Dear Orifunke Lawal
Let us stop playing this hide and seek.
See, when I was in junior secondary school, there was this girl I loved. She had the eyes of the sun and the smile of the moon. She was beautiful. Orifunke, in all fairness, there is no one like this girl. Her name is Taiwo. Yes, she is a twin.
I met Taiwo through my sister. The way the good Lord would have it, my sister and her sister were classmates so it was only normal that we would meet at awkward places every now and then. But then, we are talking about 2011 here, OL. That was nine years ago. Then, I did not even know how to spell ‘confidence.’

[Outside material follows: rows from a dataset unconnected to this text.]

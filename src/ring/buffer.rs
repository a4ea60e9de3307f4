use super::cursor::{Cursor, DistanceError, cyclic_distance, wrap_segments};
use super::ring_error::RingError;
use super::tag::TagSource;
use crate::block::SampleBlock;
use crate::storage::SampleStorage;
use std::sync::{Mutex, MutexGuard, PoisonError};

struct CursorPair {
    write: Cursor,
    read: Cursor,
}

/// Fixed-capacity circular buffer over a multi-channel sample stream.
///
/// Both cursors are monotonic 64-bit sample counters; the `(cycle,
/// index)` view is derived on demand and never stored separately. One
/// producer and one consumer may operate concurrently: every cursor
/// computation happens under a single lock, and the slot ranges handed
/// to storage are disjoint between the two sides by construction.
pub struct RingBuffer<S: SampleStorage> {
    storage: S,
    capacity: u64,
    channels: usize,
    block_size: u64,
    cursors: Mutex<CursorPair>,
    tag_source: Option<Box<dyn TagSource>>,
}

impl<S: SampleStorage> RingBuffer<S> {
    pub fn new(storage: S, block_size: u64) -> Result<Self, RingError> {
        let capacity = storage.capacity();
        let channels = storage.channels();

        if capacity == 0 {
            return Err(RingError::InvalidConfig {
                value: capacity,
                reason: "capacity must be positive",
            });
        }
        if channels == 0 {
            return Err(RingError::InvalidConfig {
                value: channels as u64,
                reason: "channel count must be positive",
            });
        }
        if block_size == 0 {
            return Err(RingError::InvalidConfig {
                value: block_size,
                reason: "block size must be positive",
            });
        }
        if block_size > capacity {
            return Err(RingError::InvalidConfig {
                value: block_size,
                reason: "block size exceeds capacity",
            });
        }

        Ok(Self {
            storage,
            capacity,
            channels,
            block_size,
            cursors: Mutex::new(CursorPair {
                write: Cursor::new(capacity),
                read: Cursor::new(capacity),
            }),
            tag_source: None,
        })
    }

    pub fn set_tag_source<T: TagSource + 'static>(&mut self, source: T) {
        self.tag_source = Some(Box::new(source));
    }

    #[inline(always)]
    pub fn capacity(&self) -> u64 {
        self.capacity
    }

    #[inline(always)]
    pub fn channels(&self) -> usize {
        self.channels
    }

    #[inline(always)]
    pub fn block_size(&self) -> u64 {
        self.block_size
    }

    #[inline]
    pub fn storage(&self) -> &S {
        &self.storage
    }

    // Latches a consistent view of both cursors. Cursor mutations
    // commit only after storage success, so a poisoned pair is still
    // consistent.
    fn latch(&self) -> MutexGuard<'_, CursorPair> {
        self.cursors.lock().unwrap_or_else(PoisonError::into_inner)
    }

    #[inline]
    fn whole_blocks(&self, samples: u64) -> u64 {
        samples - samples % self.block_size
    }

    fn pending_locked(&self, cur: &CursorPair) -> Result<u64, RingError> {
        cyclic_distance(cur.read.total(), cur.write.total(), self.capacity).map_err(|e| match e {
            DistanceError::Behind { gap } => RingError::StaleReader {
                requested: gap,
                pending: 0,
            },
            DistanceError::Lapped { gap } => RingError::StaleReader {
                requested: gap,
                pending: self.capacity,
            },
        })
    }

    fn available_at(&self, cur: &CursorPair, target: u64) -> Result<u64, RingError> {
        let filled =
            cyclic_distance(cur.read.total(), target, self.capacity).map_err(|e| match e {
                DistanceError::Behind { gap } | DistanceError::Lapped { gap } => {
                    RingError::StaleWriter {
                        requested: gap,
                        available: 0,
                    }
                }
            })?;
        Ok(self.capacity - filled)
    }

    /// Samples written but not yet read. Fails loudly when the cursor
    /// pair has desynchronized: data was already lost and must never
    /// be masked.
    pub fn pending(&self) -> Result<u64, RingError> {
        let cur = self.latch();
        self.pending_locked(&cur)
    }

    /// `pending()` rounded down to whole blocks.
    pub fn blocks_pending(&self) -> Result<u64, RingError> {
        Ok(self.whole_blocks(self.pending()?))
    }

    /// Free slots for writing, at the current write position or at a
    /// caller-supplied absolute sample offset.
    pub fn available(&self, offset: Option<u64>) -> Result<u64, RingError> {
        let cur = self.latch();
        let target = offset.unwrap_or_else(|| cur.write.total());
        self.available_at(&cur, target)
    }

    /// `available()` rounded down to whole blocks.
    pub fn blocks_available(&self) -> Result<u64, RingError> {
        Ok(self.whole_blocks(self.available(None)?))
    }

    /// Reads `samples` samples, or all currently whole blocks when
    /// `samples` is `None`. Requests beyond `pending()` mean the
    /// reader lagged and the data is gone: `StaleReader`, distinct
    /// from the `Bounds` misuse error.
    pub fn read(&self, samples: Option<u64>) -> Result<SampleBlock, RingError> {
        let mut cur = self.latch();
        let pending = self.pending_locked(&cur)?;
        let wanted = match samples {
            None => self.whole_blocks(pending),
            Some(n) => n,
        };
        self.read_locked(&mut cur, wanted, pending)
    }

    /// Drains every pending sample, whole blocks or not.
    pub fn read_all(&self) -> Result<SampleBlock, RingError> {
        let mut cur = self.latch();
        let pending = self.pending_locked(&cur)?;
        self.read_locked(&mut cur, pending, pending)
    }

    fn read_locked(
        &self,
        cur: &mut CursorPair,
        wanted: u64,
        pending: u64,
    ) -> Result<SampleBlock, RingError> {
        if wanted > self.capacity {
            return Err(RingError::Bounds {
                requested: wanted,
                capacity: self.capacity,
            });
        }
        if wanted > pending {
            return Err(RingError::StaleReader {
                requested: wanted,
                pending,
            });
        }
        if wanted == 0 {
            return Ok(SampleBlock::empty(self.channels));
        }

        let (first, second) = wrap_segments(cur.read.index(), wanted, self.capacity);
        let mut block = self.storage.read_slots(first.index, first.len);
        if let Some(seg) = second {
            block.extend(&self.storage.read_slots(seg.index, seg.len));
        }

        cur.read.advance(wanted);
        Ok(block)
    }

    /// Writes `data` at the write cursor, or at an explicit absolute
    /// sample offset (resuming after a gap). Returns the number of
    /// samples written. Nothing commits unless every segment lands.
    pub fn write(&self, data: &SampleBlock, offset: Option<u64>) -> Result<u64, RingError> {
        if data.channels() != self.channels {
            return Err(RingError::InvalidConfig {
                value: data.channels() as u64,
                reason: "channel count does not match the buffer",
            });
        }

        let samples = data.samples() as u64;
        if samples == 0 {
            return Ok(0);
        }
        if samples > self.capacity {
            return Err(RingError::Bounds {
                requested: samples,
                capacity: self.capacity,
            });
        }

        let mut cur = self.latch();
        let target = match offset {
            Some(off) => {
                let cycle_start = cur.write.cycle() * self.capacity;
                if off < cycle_start {
                    return Err(RingError::OffsetTooOld {
                        offset: off,
                        cycle_start,
                    });
                }
                off
            }
            None => cur.write.total(),
        };

        let available = self.available_at(&cur, target)?;
        if samples > available {
            return Err(RingError::StaleWriter {
                requested: samples,
                available,
            });
        }

        let (first, second) = wrap_segments(target % self.capacity, samples, self.capacity);
        if !self
            .storage
            .write_slots(first.index, data.frames(0, first.len as usize))
        {
            return Err(RingError::StorageWrite {
                index: first.index,
                samples: first.len,
            });
        }
        if let Some(seg) = second {
            if !self
                .storage
                .write_slots(seg.index, data.frames(first.len as usize, seg.len as usize))
            {
                return Err(RingError::StorageWrite {
                    index: seg.index,
                    samples: seg.len,
                });
            }
        }

        cur.write.jump_to(target + samples);
        Ok(samples)
    }

    /// Resynchronizes the read cursor's intra-cycle index to an
    /// external tag value, either explicit or queried from the
    /// configured tag source. The tag is trusted as ground truth within the
    /// current read cycle; a resync past the write cursor surfaces on
    /// the next `pending()` instead of here.
    pub fn reset_read(&self, index: Option<u64>) -> Result<(), RingError> {
        let tag = match index {
            Some(i) => i,
            None => match &self.tag_source {
                Some(source) => source.current_tag(),
                None => {
                    return Err(RingError::InvalidConfig {
                        value: 0,
                        reason: "reset_read without an index requires a tag source",
                    });
                }
            },
        };

        if tag >= self.capacity {
            return Err(RingError::Bounds {
                requested: tag,
                capacity: self.capacity,
            });
        }

        let mut cur = self.latch();
        cur.read.resync_index(tag);
        Ok(())
    }
}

I wanted to date Taiwo. Though if you had asked me then, I would have told you I just wanted to be her friend. What a lie! How can anyone see Taiwo and just want to be her friend? That would be a waste of friendship. But then, this was me in 2011.
The competition for Taiwo was high, OL. I cannot even tell you that I was the most qualified. I was not. There were some boys back then who were better candidates. They were taller than me and they already had muscle and beards; two things my village people are still hiding from me till date. These guys were fighting for Taiwo with me. It was like a tug of war. You know, one of the terrible things that patriarchy taught humanity when it visited was this idea that a woman was to be fought for, to be considered and weighed, like a commodity. There is a word for it. Objectification?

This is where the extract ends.